__Problem requirements__: Using the data below, return all lines in which "versions" appears.

__Material to process__:
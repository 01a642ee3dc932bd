//! Discovery of installed game versions, accounts, realms and characters.
//!
//! The scan only reads the filesystem. It walks
//! `<wow>/<version>/WTF/Account/<account>/<realm>/<character>` and skips
//! dot-prefixed entries and the account-wide `SavedVariables` folder.

use crate::error::{Result, SyncError};
use crate::models::game::{ACCOUNT_DIR, SAVED_VARIABLES_DIR, SETTINGS_DIR};
use crate::models::{CharacterRef, ContentKind, GameVersion, ScanResult, SyncPath};
use camino::Utf8Path;
use std::io;

/// Scan a WoW installation.
///
/// A missing installation path is not an error: the result is simply empty.
pub fn scan_installation(wow_path: &Utf8Path) -> Result<ScanResult> {
    let mut result = ScanResult::default();

    if !wow_path.is_dir() {
        tracing::debug!("WoW path {} does not exist, nothing to scan", wow_path);
        return Ok(result);
    }

    for version in GameVersion::ALL {
        let version_path = wow_path.join(version.dir_name());
        if !version_path.is_dir() {
            continue;
        }
        result.versions.push(version);

        let account_root = version_path.join(SETTINGS_DIR).join(ACCOUNT_DIR);
        if !account_root.is_dir() {
            continue;
        }

        let mut accounts = Vec::new();
        for account in visible_subdirs(&account_root)? {
            let account_path = account_root.join(&account);

            for realm in visible_subdirs(&account_path)? {
                if realm == SAVED_VARIABLES_DIR {
                    continue;
                }
                for character in visible_subdirs(&account_path.join(&realm))? {
                    let c = CharacterRef::new(version, account.clone(), realm.clone(), character);
                    result.characters.insert(c.key(), c);
                }
            }
            accounts.push(account);
        }

        if !accounts.is_empty() {
            result.accounts.insert(version, accounts);
        }
    }

    tracing::info!(
        "Scanned {}: {} version(s), {} account(s), {} character(s)",
        wow_path,
        result.versions.len(),
        result.accounts.values().map(Vec::len).sum::<usize>(),
        result.characters.len()
    );

    Ok(result)
}

/// Sync paths for the enabled versions that exist in the installation.
pub fn sync_paths(wow_path: &Utf8Path, enabled: &[GameVersion]) -> Vec<SyncPath> {
    let mut paths = Vec::new();
    for version in GameVersion::ALL {
        if !enabled.contains(&version) {
            continue;
        }
        let version_path = wow_path.join(version.dir_name());
        if !version_path.is_dir() {
            continue;
        }
        for kind in [ContentKind::Settings, ContentKind::Addons] {
            let source = version_path.join(kind.install_rel_path());
            if source.is_dir() {
                paths.push(SyncPath {
                    kind,
                    source,
                    version,
                });
            }
        }
    }
    paths
}

/// Names of non-hidden subdirectories, sorted for stable output.
fn visible_subdirs(dir: &Utf8Path) -> Result<Vec<String>> {
    let entries = dir.read_dir_utf8().map_err(|e| SyncError::fs(dir, e))?;

    let mut names = Vec::new();
    for entry in entries {
        let entry = match entry {
            Ok(entry) => entry,
            Err(e) if e.kind() == io::ErrorKind::InvalidData => {
                tracing::warn!("Skipping non UTF-8 entry in {}", dir);
                continue;
            }
            Err(e) => return Err(SyncError::fs(dir, e)),
        };
        let name = entry.file_name();
        if name.starts_with('.') {
            continue;
        }
        if entry.path().is_dir() {
            names.push(name.to_string());
        }
    }
    names.sort();
    Ok(names)
}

__Task solution__:
//! Discovery of installed game versions, accounts, realms and characters.
        result.versions.push(version);
        result.versions.len(),
/// Sync paths for the enabled versions that exist in the installation.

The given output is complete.